__PROMPT__
Once the line with "styles = StyleRegistry::new(&fonts, Script::Cjk(cjk)).unwrap();" is found in the entries below, repeat it and each following line exactly, up to and including the line with "assert_eq!(rest.style.space_before, 0.0);". Add no other lines.

[Stored items from a collection]
----------

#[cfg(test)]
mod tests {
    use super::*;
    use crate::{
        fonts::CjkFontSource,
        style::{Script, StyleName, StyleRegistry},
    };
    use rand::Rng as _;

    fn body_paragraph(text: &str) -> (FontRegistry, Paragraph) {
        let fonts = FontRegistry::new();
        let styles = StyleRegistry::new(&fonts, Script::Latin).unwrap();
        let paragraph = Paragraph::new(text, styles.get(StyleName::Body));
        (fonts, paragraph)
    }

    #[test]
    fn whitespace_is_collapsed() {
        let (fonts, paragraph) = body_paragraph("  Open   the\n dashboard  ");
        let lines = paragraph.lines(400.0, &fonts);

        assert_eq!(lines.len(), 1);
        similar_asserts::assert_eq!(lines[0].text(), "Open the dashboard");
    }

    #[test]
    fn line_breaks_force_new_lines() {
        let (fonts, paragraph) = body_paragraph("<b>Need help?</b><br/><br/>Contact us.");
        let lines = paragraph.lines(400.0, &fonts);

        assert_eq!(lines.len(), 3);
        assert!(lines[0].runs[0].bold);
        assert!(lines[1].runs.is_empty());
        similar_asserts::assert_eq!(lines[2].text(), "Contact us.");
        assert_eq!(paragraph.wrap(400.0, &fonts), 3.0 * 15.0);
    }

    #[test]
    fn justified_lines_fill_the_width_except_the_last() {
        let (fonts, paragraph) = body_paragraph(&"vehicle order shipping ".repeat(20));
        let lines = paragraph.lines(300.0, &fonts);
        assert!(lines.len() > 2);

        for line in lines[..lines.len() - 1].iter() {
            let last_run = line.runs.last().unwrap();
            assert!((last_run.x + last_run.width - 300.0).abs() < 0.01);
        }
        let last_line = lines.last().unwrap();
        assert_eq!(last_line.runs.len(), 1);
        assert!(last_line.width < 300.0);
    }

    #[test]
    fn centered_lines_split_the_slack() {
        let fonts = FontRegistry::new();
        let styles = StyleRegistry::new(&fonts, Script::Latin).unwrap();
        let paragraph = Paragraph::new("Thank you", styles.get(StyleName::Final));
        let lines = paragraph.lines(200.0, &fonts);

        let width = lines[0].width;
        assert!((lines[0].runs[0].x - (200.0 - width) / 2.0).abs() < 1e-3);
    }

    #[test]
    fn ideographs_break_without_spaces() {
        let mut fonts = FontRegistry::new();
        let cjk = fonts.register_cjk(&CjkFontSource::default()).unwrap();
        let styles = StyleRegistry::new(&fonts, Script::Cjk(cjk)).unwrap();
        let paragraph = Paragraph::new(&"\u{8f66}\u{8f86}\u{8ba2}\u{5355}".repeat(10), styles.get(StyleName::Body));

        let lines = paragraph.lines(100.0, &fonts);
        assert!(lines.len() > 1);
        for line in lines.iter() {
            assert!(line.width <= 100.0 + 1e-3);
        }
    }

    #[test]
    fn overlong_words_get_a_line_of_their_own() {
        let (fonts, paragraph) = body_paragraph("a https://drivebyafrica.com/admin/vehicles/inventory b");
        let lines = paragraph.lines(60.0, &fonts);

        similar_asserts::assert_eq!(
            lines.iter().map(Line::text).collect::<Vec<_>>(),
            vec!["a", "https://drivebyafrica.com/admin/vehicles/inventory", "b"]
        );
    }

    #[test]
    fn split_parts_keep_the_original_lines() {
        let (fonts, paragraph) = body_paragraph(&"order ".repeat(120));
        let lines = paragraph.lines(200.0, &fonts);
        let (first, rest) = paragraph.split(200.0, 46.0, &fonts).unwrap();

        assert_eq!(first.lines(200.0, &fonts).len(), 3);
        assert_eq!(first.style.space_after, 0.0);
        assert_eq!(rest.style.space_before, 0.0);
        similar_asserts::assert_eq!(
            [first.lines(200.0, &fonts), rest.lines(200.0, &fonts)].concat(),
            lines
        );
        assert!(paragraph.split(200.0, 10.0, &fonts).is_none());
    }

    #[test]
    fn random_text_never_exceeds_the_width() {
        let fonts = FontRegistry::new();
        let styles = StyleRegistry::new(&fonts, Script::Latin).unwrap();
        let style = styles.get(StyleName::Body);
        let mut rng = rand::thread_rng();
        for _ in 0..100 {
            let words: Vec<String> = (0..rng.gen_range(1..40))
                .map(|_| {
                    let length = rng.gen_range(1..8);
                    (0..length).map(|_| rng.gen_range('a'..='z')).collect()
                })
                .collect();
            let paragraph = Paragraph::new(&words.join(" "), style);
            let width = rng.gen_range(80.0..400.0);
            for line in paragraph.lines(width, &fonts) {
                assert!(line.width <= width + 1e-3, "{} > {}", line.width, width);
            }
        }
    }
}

----------

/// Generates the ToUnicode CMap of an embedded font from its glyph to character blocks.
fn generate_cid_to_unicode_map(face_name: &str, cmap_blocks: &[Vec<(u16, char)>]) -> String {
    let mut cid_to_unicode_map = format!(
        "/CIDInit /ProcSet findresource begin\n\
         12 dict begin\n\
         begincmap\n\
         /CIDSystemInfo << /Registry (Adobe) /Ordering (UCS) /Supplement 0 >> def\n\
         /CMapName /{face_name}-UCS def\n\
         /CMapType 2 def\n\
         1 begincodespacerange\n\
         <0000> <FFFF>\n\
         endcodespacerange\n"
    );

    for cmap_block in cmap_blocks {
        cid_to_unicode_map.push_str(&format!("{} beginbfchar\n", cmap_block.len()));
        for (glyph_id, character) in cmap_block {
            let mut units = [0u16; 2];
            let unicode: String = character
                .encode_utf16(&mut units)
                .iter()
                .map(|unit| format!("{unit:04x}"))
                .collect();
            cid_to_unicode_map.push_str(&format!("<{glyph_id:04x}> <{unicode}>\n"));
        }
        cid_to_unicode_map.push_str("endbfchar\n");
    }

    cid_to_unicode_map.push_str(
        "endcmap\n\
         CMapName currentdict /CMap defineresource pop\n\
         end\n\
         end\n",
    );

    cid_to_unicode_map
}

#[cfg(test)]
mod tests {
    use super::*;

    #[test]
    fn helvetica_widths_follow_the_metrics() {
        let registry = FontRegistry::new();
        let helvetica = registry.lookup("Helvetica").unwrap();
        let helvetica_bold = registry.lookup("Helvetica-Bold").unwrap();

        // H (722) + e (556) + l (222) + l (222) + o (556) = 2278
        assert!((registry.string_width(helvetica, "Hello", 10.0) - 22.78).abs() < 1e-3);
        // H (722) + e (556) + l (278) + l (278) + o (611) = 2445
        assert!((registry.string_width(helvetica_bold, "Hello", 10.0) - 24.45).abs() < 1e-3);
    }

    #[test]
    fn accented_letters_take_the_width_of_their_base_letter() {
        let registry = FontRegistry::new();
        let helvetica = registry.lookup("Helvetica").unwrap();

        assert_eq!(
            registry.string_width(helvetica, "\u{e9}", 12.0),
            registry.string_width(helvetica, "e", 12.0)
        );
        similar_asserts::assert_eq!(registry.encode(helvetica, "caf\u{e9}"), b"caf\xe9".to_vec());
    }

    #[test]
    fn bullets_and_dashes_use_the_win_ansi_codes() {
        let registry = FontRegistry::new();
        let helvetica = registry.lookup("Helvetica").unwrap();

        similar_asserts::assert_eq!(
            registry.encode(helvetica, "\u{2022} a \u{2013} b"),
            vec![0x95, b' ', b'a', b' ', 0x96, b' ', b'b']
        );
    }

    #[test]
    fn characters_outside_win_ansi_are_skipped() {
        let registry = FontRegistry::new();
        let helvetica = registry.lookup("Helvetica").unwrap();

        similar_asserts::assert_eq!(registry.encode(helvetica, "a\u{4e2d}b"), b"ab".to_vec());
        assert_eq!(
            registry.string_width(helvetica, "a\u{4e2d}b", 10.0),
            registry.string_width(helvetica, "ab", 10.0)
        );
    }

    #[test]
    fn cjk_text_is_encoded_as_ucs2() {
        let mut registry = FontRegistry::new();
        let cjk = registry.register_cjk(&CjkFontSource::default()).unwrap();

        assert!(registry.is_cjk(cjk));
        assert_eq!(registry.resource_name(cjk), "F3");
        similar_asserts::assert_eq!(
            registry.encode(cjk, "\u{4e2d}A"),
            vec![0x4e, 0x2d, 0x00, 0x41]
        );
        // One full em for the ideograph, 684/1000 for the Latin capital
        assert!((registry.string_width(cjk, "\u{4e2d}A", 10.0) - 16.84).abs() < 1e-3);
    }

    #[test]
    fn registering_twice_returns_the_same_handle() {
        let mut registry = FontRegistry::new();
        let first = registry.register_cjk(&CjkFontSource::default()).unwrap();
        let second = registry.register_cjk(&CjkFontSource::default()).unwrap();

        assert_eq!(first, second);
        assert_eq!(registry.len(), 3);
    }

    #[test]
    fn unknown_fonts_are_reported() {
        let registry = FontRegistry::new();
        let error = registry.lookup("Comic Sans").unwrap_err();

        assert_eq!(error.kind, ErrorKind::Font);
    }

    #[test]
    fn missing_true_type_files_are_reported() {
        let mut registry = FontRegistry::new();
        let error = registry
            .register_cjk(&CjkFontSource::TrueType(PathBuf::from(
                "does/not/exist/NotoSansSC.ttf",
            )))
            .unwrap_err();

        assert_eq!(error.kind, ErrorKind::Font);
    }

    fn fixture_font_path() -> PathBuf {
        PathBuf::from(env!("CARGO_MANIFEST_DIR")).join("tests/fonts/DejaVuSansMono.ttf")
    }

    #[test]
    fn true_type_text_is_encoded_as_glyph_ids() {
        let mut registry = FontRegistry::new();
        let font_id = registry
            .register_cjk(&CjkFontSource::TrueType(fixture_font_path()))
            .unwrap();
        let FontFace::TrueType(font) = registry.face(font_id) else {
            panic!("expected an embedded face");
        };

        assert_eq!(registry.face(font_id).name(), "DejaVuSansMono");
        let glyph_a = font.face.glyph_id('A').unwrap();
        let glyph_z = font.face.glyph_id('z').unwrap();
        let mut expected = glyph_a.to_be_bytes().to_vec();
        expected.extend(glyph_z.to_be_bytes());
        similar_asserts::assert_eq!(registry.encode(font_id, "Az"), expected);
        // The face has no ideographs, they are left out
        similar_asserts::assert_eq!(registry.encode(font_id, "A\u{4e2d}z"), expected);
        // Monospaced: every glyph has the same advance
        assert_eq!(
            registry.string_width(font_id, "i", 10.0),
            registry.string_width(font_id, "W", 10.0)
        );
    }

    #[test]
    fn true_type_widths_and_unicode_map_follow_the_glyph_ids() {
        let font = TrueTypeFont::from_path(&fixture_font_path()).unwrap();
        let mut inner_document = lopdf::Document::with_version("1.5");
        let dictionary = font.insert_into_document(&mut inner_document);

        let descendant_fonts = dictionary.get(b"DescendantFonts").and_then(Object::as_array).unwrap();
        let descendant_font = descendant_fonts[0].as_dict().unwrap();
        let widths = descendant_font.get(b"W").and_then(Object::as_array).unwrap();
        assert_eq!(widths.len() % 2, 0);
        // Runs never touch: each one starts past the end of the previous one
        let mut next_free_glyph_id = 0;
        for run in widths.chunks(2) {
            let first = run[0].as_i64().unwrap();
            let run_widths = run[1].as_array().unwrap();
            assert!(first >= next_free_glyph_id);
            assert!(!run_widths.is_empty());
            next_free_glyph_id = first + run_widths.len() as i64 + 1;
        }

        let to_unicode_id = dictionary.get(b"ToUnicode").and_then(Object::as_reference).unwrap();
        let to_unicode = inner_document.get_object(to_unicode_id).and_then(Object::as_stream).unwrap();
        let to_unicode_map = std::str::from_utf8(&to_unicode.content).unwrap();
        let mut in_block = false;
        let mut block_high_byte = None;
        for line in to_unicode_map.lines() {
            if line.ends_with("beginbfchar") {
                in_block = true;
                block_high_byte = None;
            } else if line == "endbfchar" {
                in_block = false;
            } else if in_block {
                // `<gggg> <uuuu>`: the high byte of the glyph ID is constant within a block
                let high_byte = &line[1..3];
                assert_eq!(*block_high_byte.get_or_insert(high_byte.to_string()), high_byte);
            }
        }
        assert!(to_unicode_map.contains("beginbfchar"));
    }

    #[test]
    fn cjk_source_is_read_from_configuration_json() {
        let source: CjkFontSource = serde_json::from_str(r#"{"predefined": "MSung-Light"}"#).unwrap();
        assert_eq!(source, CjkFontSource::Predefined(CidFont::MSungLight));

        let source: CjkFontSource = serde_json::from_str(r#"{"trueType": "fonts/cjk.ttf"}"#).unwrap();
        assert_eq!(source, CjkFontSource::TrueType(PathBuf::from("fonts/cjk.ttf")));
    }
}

----------

__TASK ANSWER__
        let styles = StyleRegistry::new(&fonts, Script::Cjk(cjk)).unwrap();
        let paragraph = Paragraph::new(&"\u{8f66}\u{8f86}\u{8ba2}\u{5355}".repeat(10), styles.get(StyleName::Body));

        let lines = paragraph.lines(100.0, &fonts);
        assert!(lines.len() > 1);
        for line in lines.iter() {
            assert!(line.width <= 100.0 + 1e-3);
        }
    }

    #[test]
    fn overlong_words_get_a_line_of_their_own() {
        let (fonts, paragraph) = body_paragraph("a https://drivebyafrica.com/admin/vehicles/inventory b");
        let lines = paragraph.lines(60.0, &fonts);

        similar_asserts::assert_eq!(
            lines.iter().map(Line::text).collect::<Vec<_>>(),
            vec!["a", "https://drivebyafrica.com/admin/vehicles/inventory", "b"]
        );
    }

    #[test]
    fn split_parts_keep_the_original_lines() {
        let (fonts, paragraph) = body_paragraph(&"order ".repeat(120));
        let lines = paragraph.lines(200.0, &fonts);
        let (first, rest) = paragraph.split(200.0, 46.0, &fonts).unwrap();

        assert_eq!(first.lines(200.0, &fonts).len(), 3);
        assert_eq!(first.style.space_after, 0.0);
        assert_eq!(rest.style.space_before, 0.0);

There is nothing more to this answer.